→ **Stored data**
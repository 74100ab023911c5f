//! Typed query helpers for the users and roles tables.

use chrono::{DateTime, Utc};
use rusqlite::{params, Connection, OptionalExtension, Row};
use tracing::debug;

use super::Database;
use crate::errors::DatabaseError;
use crate::models::{UserProfile, UserRecord};

const USER_COLUMNS: &str = "id, username, first_name, last_name, email, active, created_on, \
                            changed_on, last_login, login_count, fail_login_count";

/// A row from the `roles` table with its member count.
#[derive(Debug, Clone, PartialEq, Eq)]
pub struct RoleEntry {
    pub id: i64,
    pub name: String,
    pub members: i64,
}

// ---------------------------------------------------------------------------
// Query implementations
// ---------------------------------------------------------------------------

impl Database {
    // -- users --------------------------------------------------------------

    /// Look up a user by username (case-insensitive), roles included.
    pub fn find_user(&self, username: &str) -> Result<Option<UserRecord>, DatabaseError> {
        let conn = self.conn();
        let sql = format!(
            "SELECT {} FROM users WHERE username = ?1 COLLATE NOCASE",
            USER_COLUMNS
        );
        let user = conn
            .query_row(&sql, params![username], row_to_user)
            .optional()?;
        match user {
            Some(mut user) => {
                user.roles = roles_of(&conn, user.id)?;
                Ok(Some(user))
            }
            None => Ok(None),
        }
    }

    /// Create a user with the given roles; roles that do not exist yet are
    /// created. A taken username is an error.
    pub fn insert_user(
        &self,
        username: &str,
        profile: &UserProfile,
        roles: &[String],
    ) -> Result<UserRecord, DatabaseError> {
        let id = self.insert_with(username, profile, roles, false)?;
        debug!(id, username, ?roles, "inserted user");
        self.require_user(username)
    }

    /// Like [`Database::insert_user`], but returns `None` when the username
    /// is already taken instead of failing, so two first logins of the same
    /// user can race safely.
    pub fn register_user(
        &self,
        username: &str,
        profile: &UserProfile,
        roles: &[String],
    ) -> Result<Option<UserRecord>, DatabaseError> {
        match self.insert_with(username, profile, roles, true)? {
            Some(id) => {
                debug!(id, username, ?roles, "registered user");
                self.require_user(username).map(Some)
            }
            None => Ok(None),
        }
    }

    fn insert_with(
        &self,
        username: &str,
        profile: &UserProfile,
        roles: &[String],
        skip_existing: bool,
    ) -> Result<Option<i64>, DatabaseError> {
        let now = Utc::now().to_rfc3339();
        let mut sql = String::from(
            "INSERT INTO users (username, first_name, last_name, email, active, created_on, changed_on)
             VALUES (?1, ?2, ?3, ?4, 1, ?5, ?5)",
        );
        if skip_existing {
            sql.push_str(" ON CONFLICT DO NOTHING");
        }
        self.transaction(|conn| {
            let inserted = conn.execute(
                &sql,
                params![username, profile.first_name, profile.last_name, profile.email, now],
            )?;
            if inserted == 0 {
                return Ok(None);
            }
            let id = conn.last_insert_rowid();
            replace_roles(conn, id, roles)?;
            Ok(Some(id))
        })
    }

    /// Overwrite the profile fields of a user.
    pub fn update_profile(&self, user_id: i64, profile: &UserProfile) -> Result<(), DatabaseError> {
        let now = Utc::now().to_rfc3339();
        let changed = self.conn().execute(
            "UPDATE users SET first_name = ?1, last_name = ?2, email = ?3, changed_on = ?4 WHERE id = ?5",
            params![profile.first_name, profile.last_name, profile.email, now, user_id],
        )?;
        ensure_found(changed, user_id)?;
        debug!(user_id, "updated user profile");
        Ok(())
    }

    /// Replace the roles of a user.
    pub fn set_user_roles(&self, user_id: i64, roles: &[String]) -> Result<(), DatabaseError> {
        let now = Utc::now().to_rfc3339();
        self.transaction(|conn| {
            let changed = conn.execute(
                "UPDATE users SET changed_on = ?1 WHERE id = ?2",
                params![now, user_id],
            )?;
            ensure_found(changed, user_id)?;
            replace_roles(conn, user_id, roles)
        })?;
        debug!(user_id, ?roles, "replaced user roles");
        Ok(())
    }

    /// Enable or disable a user.
    pub fn set_active(&self, user_id: i64, active: bool) -> Result<(), DatabaseError> {
        let now = Utc::now().to_rfc3339();
        let changed = self.conn().execute(
            "UPDATE users SET active = ?1, changed_on = ?2 WHERE id = ?3",
            params![active, now, user_id],
        )?;
        ensure_found(changed, user_id)?;
        debug!(user_id, active, "set user active flag");
        Ok(())
    }

    /// Count a successful login and reset the failure counter.
    pub fn record_login_success(&self, user_id: i64) -> Result<(), DatabaseError> {
        let now = Utc::now().to_rfc3339();
        let changed = self.conn().execute(
            "UPDATE users SET last_login = ?1, login_count = login_count + 1, fail_login_count = 0
             WHERE id = ?2",
            params![now, user_id],
        )?;
        ensure_found(changed, user_id)
    }

    /// Count a failed login.
    pub fn record_login_failure(&self, user_id: i64) -> Result<(), DatabaseError> {
        let changed = self.conn().execute(
            "UPDATE users SET fail_login_count = fail_login_count + 1 WHERE id = ?1",
            params![user_id],
        )?;
        ensure_found(changed, user_id)
    }

    /// All users ordered by username.
    pub fn list_users(&self) -> Result<Vec<UserRecord>, DatabaseError> {
        let conn = self.conn();
        let sql = format!("SELECT {} FROM users ORDER BY username COLLATE NOCASE", USER_COLUMNS);
        let mut stmt = conn.prepare(&sql)?;
        let users = stmt
            .query_map([], row_to_user)?
            .collect::<Result<Vec<_>, _>>()?;

        users
            .into_iter()
            .map(|mut user| {
                user.roles = roles_of(&conn, user.id)?;
                Ok(user)
            })
            .collect()
    }

    fn require_user(&self, username: &str) -> Result<UserRecord, DatabaseError> {
        self.find_user(username)?.ok_or_else(|| DatabaseError::NotFound {
            entity: "user".into(),
            id: username.to_string(),
        })
    }

    // -- roles --------------------------------------------------------------

    /// Return the id of role `name`, creating it when missing.
    pub fn ensure_role(&self, name: &str) -> Result<i64, DatabaseError> {
        ensure_role_on(&self.conn(), name)
    }

    /// All roles ordered by name, with member counts.
    pub fn list_roles(&self) -> Result<Vec<RoleEntry>, DatabaseError> {
        let conn = self.conn();
        let mut stmt = conn.prepare(
            "SELECT r.id, r.name, COUNT(ur.user_id)
             FROM roles r LEFT JOIN user_roles ur ON ur.role_id = r.id
             GROUP BY r.id, r.name
             ORDER BY r.name",
        )?;
        let roles = stmt
            .query_map([], |row| {
                Ok(RoleEntry {
                    id: row.get(0)?,
                    name: row.get(1)?,
                    members: row.get(2)?,
                })
            })?
            .collect::<Result<Vec<_>, _>>()?;
        Ok(roles)
    }
}

// ---------------------------------------------------------------------------
// Helpers
// ---------------------------------------------------------------------------

fn ensure_role_on(conn: &Connection, name: &str) -> Result<i64, DatabaseError> {
    conn.execute("INSERT OR IGNORE INTO roles (name) VALUES (?1)", params![name])?;
    let id = conn.query_row("SELECT id FROM roles WHERE name = ?1", params![name], |row| {
        row.get(0)
    })?;
    Ok(id)
}

fn replace_roles(conn: &Connection, user_id: i64, roles: &[String]) -> Result<(), DatabaseError> {
    conn.execute("DELETE FROM user_roles WHERE user_id = ?1", params![user_id])?;
    for role in roles {
        let role_id = ensure_role_on(conn, role)?;
        conn.execute(
            "INSERT OR IGNORE INTO user_roles (user_id, role_id) VALUES (?1, ?2)",
            params![user_id, role_id],
        )?;
    }
    Ok(())
}

fn roles_of(conn: &Connection, user_id: i64) -> Result<Vec<String>, DatabaseError> {
    let mut stmt = conn.prepare(
        "SELECT r.name FROM roles r JOIN user_roles ur ON ur.role_id = r.id
         WHERE ur.user_id = ?1 ORDER BY r.name",
    )?;
    let roles = stmt
        .query_map(params![user_id], |row| row.get(0))?
        .collect::<Result<Vec<String>, _>>()?;
    Ok(roles)
}

fn ensure_found(changed: usize, user_id: i64) -> Result<(), DatabaseError> {
    if changed == 0 {
        return Err(DatabaseError::NotFound {
            entity: "user".into(),
            id: user_id.to_string(),
        });
    }
    Ok(())
}

fn row_to_user(row: &Row<'_>) -> rusqlite::Result<UserRecord> {
    Ok(UserRecord {
        id: row.get(0)?,
        username: row.get(1)?,
        profile: UserProfile {
            first_name: row.get(2)?,
            last_name: row.get(3)?,
            email: row.get(4)?,
        },
        active: row.get(5)?,
        roles: Vec::new(),
        created_on: parse_timestamp(row, 6)?,
        changed_on: parse_timestamp(row, 7)?,
        last_login: match row.get::<_, Option<String>>(8)? {
            Some(_) => Some(parse_timestamp(row, 8)?),
            None => None,
        },
        login_count: row.get(9)?,
        fail_login_count: row.get(10)?,
    })
}

fn parse_timestamp(row: &Row<'_>, idx: usize) -> rusqlite::Result<DateTime<Utc>> {
    let raw: String = row.get(idx)?;
    DateTime::parse_from_rfc3339(&raw)
        .map(|dt| dt.with_timezone(&Utc))
        .map_err(|e| rusqlite::Error::FromSqlConversionFailure(idx, rusqlite::types::Type::Text, Box::new(e)))
}

#[cfg(test)]
mod tests {
    use super::*;

    fn test_db() -> Database {
        let db = Database::in_memory().unwrap();
        db.initialize().unwrap();
        db
    }

    fn profile() -> UserProfile {
        UserProfile {
            first_name: "John".into(),
            last_name: "Doe".into(),
            email: "jdoe@example.org".into(),
        }
    }

    fn roles(names: &[&str]) -> Vec<String> {
        names.iter().map(|n| n.to_string()).collect()
    }

    #[test]
    fn test_insert_and_find_user() {
        let db = test_db();
        let user = db.insert_user("jdoe", &profile(), &roles(&["User", "Viewer"])).unwrap();
        assert_eq!(user.username, "jdoe");
        assert!(user.active);
        assert_eq!(user.roles, vec!["User", "Viewer"]);
        assert_eq!(user.login_count, 0);
        assert!(user.last_login.is_none());

        let found = db.find_user("JDOE").unwrap().unwrap();
        assert_eq!(found.id, user.id);
        assert_eq!(found.profile.email, "jdoe@example.org");

        assert!(db.find_user("nobody").unwrap().is_none());
    }

    #[test]
    fn test_duplicate_username_rejected() {
        let db = test_db();
        db.insert_user("jdoe", &profile(), &[]).unwrap();
        let result = db.insert_user("jdoe", &profile(), &[]);
        assert!(matches!(result, Err(DatabaseError::SqliteError(_))));
    }

    #[test]
    fn test_register_user_skips_taken_name() {
        let db = test_db();
        let first = db
            .register_user("jdoe", &profile(), &roles(&["User"]))
            .unwrap()
            .unwrap();
        assert_eq!(first.roles, vec!["User"]);

        let second = db.register_user("JDoe", &profile(), &roles(&["Admin"])).unwrap();
        assert!(second.is_none());

        let users = db.list_users().unwrap();
        assert_eq!(users.len(), 1);
        assert_eq!(users[0].roles, vec!["User"]);
    }

    #[test]
    fn test_update_profile_and_roles() {
        let db = test_db();
        let user = db.insert_user("jdoe", &profile(), &roles(&["Viewer"])).unwrap();

        let mut changed = profile();
        changed.email = "john.doe@example.org".into();
        db.update_profile(user.id, &changed).unwrap();
        db.set_user_roles(user.id, &roles(&["Admin"])).unwrap();

        let found = db.find_user("jdoe").unwrap().unwrap();
        assert_eq!(found.profile.email, "john.doe@example.org");
        assert_eq!(found.roles, vec!["Admin"]);
        assert!(found.changed_on >= user.changed_on);
    }

    #[test]
    fn test_missing_user_is_not_found() {
        let db = test_db();
        assert!(matches!(
            db.set_active(42, false),
            Err(DatabaseError::NotFound { .. })
        ));
        assert!(matches!(
            db.set_user_roles(42, &[]),
            Err(DatabaseError::NotFound { .. })
        ));
    }

    #[test]
    fn test_login_counters() {
        let db = test_db();
        let user = db.insert_user("jdoe", &profile(), &[]).unwrap();

        db.record_login_failure(user.id).unwrap();
        db.record_login_failure(user.id).unwrap();
        assert_eq!(db.find_user("jdoe").unwrap().unwrap().fail_login_count, 2);

        db.record_login_success(user.id).unwrap();
        let found = db.find_user("jdoe").unwrap().unwrap();
        assert_eq!(found.login_count, 1);
        assert_eq!(found.fail_login_count, 0);
        assert!(found.last_login.is_some());
    }

    #[test]
    fn test_set_active() {
        let db = test_db();
        let user = db.insert_user("jdoe", &profile(), &[]).unwrap();
        db.set_active(user.id, false).unwrap();
        assert!(!db.find_user("jdoe").unwrap().unwrap().active);
    }

    #[test]
    fn test_list_users_and_roles() {
        let db = test_db();
        db.insert_user("zoe", &profile(), &roles(&["User"])).unwrap();
        db.insert_user("adam", &profile(), &roles(&["Admin", "User"])).unwrap();
        db.ensure_role("Public").unwrap();

        let users = db.list_users().unwrap();
        let names: Vec<&str> = users.iter().map(|u| u.username.as_str()).collect();
        assert_eq!(names, vec!["adam", "zoe"]);
        assert_eq!(users[0].roles, vec!["Admin", "User"]);

        let listed = db.list_roles().unwrap();
        let summary: Vec<(&str, i64)> = listed.iter().map(|r| (r.name.as_str(), r.members)).collect();
        assert_eq!(summary, vec![("Admin", 1), ("Public", 0), ("User", 2)]);
    }

    #[test]
    fn test_ensure_role_is_idempotent() {
        let db = test_db();
        let first = db.ensure_role("Viewer").unwrap();
        let second = db.ensure_role("Viewer").unwrap();
        assert_eq!(first, second);
    }
}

→ **About this exercise**
Word for word, restate the data above from its first line down to and including the line with "is an error.".

→ **Solution to the problem**
repository 74100ab023911c5f
//! Typed query helpers for the users and roles tables.

use chrono::{DateTime, Utc};
use rusqlite::{params, Connection, OptionalExtension, Row};
use tracing::debug;

use super::Database;
use crate::errors::DatabaseError;
use crate::models::{UserProfile, UserRecord};

const USER_COLUMNS: &str = "id, username, first_name, last_name, email, active, created_on, \
                            changed_on, last_login, login_count, fail_login_count";

/// A row from the `roles` table with its member count.
#[derive(Debug, Clone, PartialEq, Eq)]
pub struct RoleEntry {
    pub id: i64,
    pub name: String,
    pub members: i64,
}

// ---------------------------------------------------------------------------
// Query implementations
// ---------------------------------------------------------------------------

impl Database {
    // -- users --------------------------------------------------------------

    /// Look up a user by username (case-insensitive), roles included.
    pub fn find_user(&self, username: &str) -> Result<Option<UserRecord>, DatabaseError> {
        let conn = self.conn();
        let sql = format!(
            "SELECT {} FROM users WHERE username = ?1 COLLATE NOCASE",
            USER_COLUMNS
        );
        let user = conn
            .query_row(&sql, params![username], row_to_user)
            .optional()?;
        match user {
            Some(mut user) => {
                user.roles = roles_of(&conn, user.id)?;
                Ok(Some(user))
            }
            None => Ok(None),
        }
    }

    /// Create a user with the given roles; roles that do not exist yet are
    /// created. A taken username is an error.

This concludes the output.